Name this political issue: Yesterday, one of Biden’s cabinet picks said something disturbing about it. And today, Senator Mike Lee (R-UT) introduced a new bill to solve the problem.

What’s the issue? Girls’ sports.

I’ll tell you what Biden’s cabinet pick said, and what Senator Lee’s bill would do about it. But first, let me provide some context.

Yesterday was National Girls and Women in Sports Day. At Family Policy Alliance, we’re proud to celebrate the opportunities today’s female athletes have in America. These opportunities weren’t always available!

A Brief History of Girls’ Sports in America

If you were a female athlete before 1972, your options were likely limited. Your school may have had limited girls’ sports (in comparison with boys), inferior funding, or even no girls’ teams at all.

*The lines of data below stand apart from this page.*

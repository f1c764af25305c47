//! Preprocessing stage: cleans raw document text and splits it into
//! retrieval-sized fragments.
//!
//! Fragments are cut by word count while respecting sentence boundaries, with
//! no overlap between adjacent fragments. Header/footer boilerplate repeated
//! across form-feed-separated pages is stripped before splitting.

use crate::document::{Document, Fragment};

/// Default fragment length in words.
pub const DEFAULT_SPLIT_LENGTH: usize = 100;

/// Configuration for the cleaning and splitting stage.
#[derive(Debug, Clone, Copy)]
pub struct Splitter {
    pub clean_empty_lines: bool,
    pub clean_whitespace: bool,
    pub clean_header_footer: bool,
    /// Maximum fragment length in words.
    pub split_length: usize,
    pub respect_sentence_boundary: bool,
}

impl Default for Splitter {
    fn default() -> Self {
        Self {
            clean_empty_lines: true,
            clean_whitespace: true,
            clean_header_footer: true,
            split_length: DEFAULT_SPLIT_LENGTH,
            respect_sentence_boundary: true,
        }
    }
}

impl Splitter {
    /// Clean and split one document into ordered fragments.
    ///
    /// Documents whose cleaned text is empty produce no fragments.
    pub fn split(&self, document: &Document) -> Vec<Fragment> {
        let cleaned = self.clean(&document.content);
        if cleaned.trim().is_empty() {
            return Vec::new();
        }

        let pieces = if self.respect_sentence_boundary {
            split_by_sentences(&cleaned, self.split_length)
        } else {
            split_by_words(&cleaned, self.split_length)
        };

        pieces
            .into_iter()
            .enumerate()
            .map(|(i, text)| Fragment::new(document, i, text))
            .collect()
    }

    fn clean(&self, text: &str) -> String {
        let mut text = text.to_string();

        if self.clean_header_footer {
            text = strip_header_footer(&text);
        }

        let mut lines: Vec<String> = text
            .lines()
            .map(|l| {
                if self.clean_whitespace {
                    l.trim().to_string()
                } else {
                    l.to_string()
                }
            })
            .collect();

        if self.clean_empty_lines {
            let mut collapsed = Vec::with_capacity(lines.len());
            let mut prev_blank = false;
            for line in lines.drain(..) {
                let blank = line.is_empty();
                if !(blank && prev_blank) {
                    collapsed.push(line);
                }
                prev_blank = blank;
            }
            lines = collapsed;
        }

        lines.join("\n").trim().to_string()
    }
}

/// Strip first/last lines repeated verbatim on every form-feed-separated page.
fn strip_header_footer(text: &str) -> String {
    let pages: Vec<&str> = text.split('\u{c}').collect();
    if pages.len() < 2 {
        return text.to_string();
    }

    let first_lines: Vec<Option<&str>> = pages
        .iter()
        .map(|p| p.lines().find(|l| !l.trim().is_empty()))
        .collect();
    let last_lines: Vec<Option<&str>> = pages
        .iter()
        .map(|p| p.lines().rev().find(|l| !l.trim().is_empty()))
        .collect();

    let header = common_line(&first_lines);
    let footer = common_line(&last_lines);

    let stripped: Vec<String> = pages
        .iter()
        .map(|page| {
            page.lines()
                .filter(|l| {
                    let t = l.trim();
                    t.is_empty()
                        || (Some(t) != header.as_deref()
                            && Some(t) != footer.as_deref())
                })
                .collect::<Vec<_>>()
                .join("\n")
        })
        .collect();

    stripped.join("\n")
}

fn common_line(candidates: &[Option<&str>]) -> Option<String> {
    let first = candidates.first()?.map(str::trim)?;
    if candidates
        .iter()
        .all(|c| c.map(str::trim) == Some(first))
    {
        Some(first.to_string())
    } else {
        None
    }
}

/// Split text into sentence-bounded windows of at most `max_words` words.
///
/// A single sentence longer than `max_words` is hard-split by words so no
/// fragment ever exceeds the limit.
fn split_by_sentences(text: &str, max_words: usize) -> Vec<String> {
    let max_words = max_words.max(1);
    let sentences = sentence_spans(text);

    let mut pieces = Vec::new();
    let mut current = String::new();
    let mut current_words = 0;

    for sentence in sentences {
        let words = sentence.split_whitespace().count();
        if words == 0 {
            continue;
        }

        if words > max_words {
            if !current.is_empty() {
                pieces.push(std::mem::take(&mut current));
                current_words = 0;
            }
            pieces.extend(split_by_words(sentence, max_words));
            continue;
        }

        if current_words + words > max_words && !current.is_empty() {
            pieces.push(std::mem::take(&mut current));
            current_words = 0;
        }

        if !current.is_empty() {
            current.push(' ');
        }
        current.push_str(sentence.trim());
        current_words += words;
    }

    if !current.is_empty() {
        pieces.push(current);
    }

    pieces
}

fn split_by_words(text: &str, max_words: usize) -> Vec<String> {
    let max_words = max_words.max(1);
    let words: Vec<&str> = text.split_whitespace().collect();
    words
        .chunks(max_words)
        .map(|chunk| chunk.join(" "))
        .collect()
}

/// Cut text into sentences at `.`, `!`, or `?` followed by whitespace.
fn sentence_spans(text: &str) -> Vec<&str> {
    let mut spans = Vec::new();
    let bytes = text.as_bytes();
    let mut start = 0;

    let mut i = 0;
    while i < bytes.len() {
        let c = bytes[i];
        if (c == b'.' || c == b'!' || c == b'?')
            && bytes
                .get(i + 1)
                .is_none_or(|&next| next.is_ascii_whitespace())
        {
            let span = text[start..=i].trim();
            if !span.is_empty() {
                spans.push(span);
            }
            start = i + 1;
        }
        i += 1;
    }

    let tail = text[start..].trim();
    if !tail.is_empty() {
        spans.push(tail);
    }

    spans
}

If you want to hear more about this era in girls’ sports, check out this video that one of YOU sent us! Pat McWethy of Virginia describes her experiences:

The turning point came when Congress passed Title IX in 1972. This law prohibits sex discrimination in schools, including in sports programs. Because of this law, girls were given a better chance at their own sports teams and opportunities.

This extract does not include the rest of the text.